You go first and start dancing as if Satan is coming tomorrow.
Then it’s her turn and she’s dancing like her career is coming to an end.
Then it’s your turn again and you’re onto your “best of” dance routine.
Then, with her amazement, she starts giving you her “best of” routine, which is basically just a bunch of half assed stripper moves.
Since you are a guy—and one that dances no less—she kicked your ass because she’s got a vagina backed up with an ass that you crave.
Bada-bing, bada-boom AND married…because she want’s a family…whatever, woman things, yadda, yadda.
So you’ve already have gone eight months without knocking up a woman and you’re thinking one of a couple things,
A. “pfff, I’ve had such a good run that I bet I can cut a few corners in the birth control department and give it a whirl just this once”

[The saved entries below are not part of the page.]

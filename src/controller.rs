//! The outer harness: owns a `Cpu`, drives its `step()` loop, and decides
//! what to do with `StepKind::Jam`/`StepKind::Unstable` results and where
//! the trace goes. None of this lives inside the core itself — it has no
//! termination condition of its own, so ROM loading, halting, and
//! trace-sink plumbing are all a caller's concern.

use std::io::{self, Write};

use colored::Colorize;

use crate::cpu::Cpu;
use crate::error::CpuError;
use crate::trace::StepKind;

pub struct Controller<W: Write> {
  cpu: Cpu,
  trace_sink: W,
  steps_run: u64,
}

impl Controller<io::Stdout> {
  /// Convenience constructor that traces to stdout, matching how the
  /// nestest-style golden comparison is normally driven.
  pub fn new(rom_image: &[u8], entry_point: Option<u16>) -> Controller<io::Stdout> {
    Controller::with_sink(rom_image, entry_point, io::stdout())
  }
}

impl<W: Write> Controller<W> {
  pub fn with_sink(rom_image: &[u8], entry_point: Option<u16>, trace_sink: W) -> Controller<W> {
    Controller { cpu: Cpu::new(rom_image, entry_point), trace_sink, steps_run: 0 }
  }

  pub fn cpu(&self) -> &Cpu {
    &self.cpu
  }

  pub fn cpu_mut(&mut self) -> &mut Cpu {
    &mut self.cpu
  }

  pub fn reset(&mut self) {
    self.cpu.reset();
  }

  /// Runs until a JAM opcode is hit or `max_steps` instructions have
  /// executed, whichever comes first. Every step's trace line is flushed
  /// to the sink immediately (see `cpu::Cpu`'s concurrency model: the
  /// trace sink is append-only and flushed per step).
  ///
  /// Unstable opcodes are logged but do not stop the run: per `error`'s
  /// documented behavior, they consume their bytes/cycles and leave state
  /// untouched, which is safe to continue past.
  pub fn run_until_jam(&mut self, max_steps: u64) -> Result<u64, CpuError> {
    for _ in 0..max_steps {
      let pre_pc = self.cpu.pc;
      let result = self.cpu.step();
      self.trace_sink
        .write_all(result.trace_line.as_bytes())
        .expect("trace sink write failed");
      self.steps_run += 1;

      match result.kind {
        StepKind::Jam => {
          let opcode = self.cpu.read(pre_pc);
          return Err(CpuError::UnknownOpcode { opcode, pc: pre_pc });
        }
        StepKind::Unstable => {
          let opcode = self.cpu.read(pre_pc);
          eprintln!(
            "{} {}",
            "warning:".yellow().bold(),
            CpuError::UnstableOpcode { opcode, pc: pre_pc }
          );
        }
        StepKind::Normal => {}
      }
    }
    Ok(self.steps_run)
  }

  pub fn steps_run(&self) -> u64 {
    self.steps_run
  }
}

#[cfg(test)]
mod test {
  use super::*;

  #[test]
  fn run_until_jam_stops_on_an_unrecognized_opcode() {
    let rom = [0xEA, 0xEA, 0x02]; // NOP, NOP, JAM
    let mut sink = Vec::new();
    let mut controller = Controller::with_sink(&rom, Some(0x8000), &mut sink);
    let result = controller.run_until_jam(10);
    assert_eq!(result, Err(CpuError::UnknownOpcode { opcode: 0x02, pc: 0x8002 }));
    assert_eq!(controller.steps_run(), 3);
  }

  #[test]
  fn run_until_jam_respects_the_step_cap() {
    let rom = [0xEA; 16];
    let mut sink = Vec::new();
    let mut controller = Controller::with_sink(&rom, Some(0x8000), &mut sink);
    let result = controller.run_until_jam(5);
    assert_eq!(result, Ok(5));
    assert_eq!(controller.steps_run(), 5);
  }

  #[test]
  fn every_step_appends_a_trace_line_to_the_sink() {
    let rom = [0xA9, 0x05]; // LDA #$05
    let mut sink = Vec::new();
    {
      let mut controller = Controller::with_sink(&rom, Some(0x8000), &mut sink);
      controller.run_until_jam(1).unwrap();
    }
    let trace = String::from_utf8(sink).unwrap();
    assert!(trace.starts_with("8000"));
    assert!(trace.contains("LDA_IMM"));
  }
}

B. “Ya know, I would really like to have a kid with this woman. God, knows she’s been pestering me about a kid. I know I already have two and I probably couldn’t afford it because I’m a dancer and all, but the first two times I blinked when whatshername gave birth”
C. “I need this bitch’s fortune. Having a kid pretty much solidifies my dream of interrupting the World Series game 7 at Yankee stadium and having 57,000 fans cheering me on as I am dancing their brains out in the outfield!
So ya get her preggers now and now you have THREE goddamn children.
Has the guy ever heard of…
-encouraging the woman to take birth control
-handing out diaphragms (I’m sure he could buy them cheaply if he bought them in bulk. Possibly at Sam’s Club.
“Hello, can you take me to the diaphragm aisle?”)
-Shrink wrap (if nothing else)
-abstin—ha yeah I’m sure he’s thought of that.
-that new press ‘N seal stuff for Tupperware (if shrink wrap is not around)
-saran wrap (if you don’t have that cool press ‘N seal stuff)
-jam a pencil in your ‘urethra Franklin’ (**shudders**)
Honestly I don’t know the whole story but good lord some people are fertile as hell. People like him and Larry King are like human dandelions.
Do ya really need that many kids?
And you know he’s gonna dump her ass during the third trimester and find Advil lavegne or Pink to have some more kids with.
Some genetics shouldn’t be continued. It’s not like the guy’s a Sultan or anything.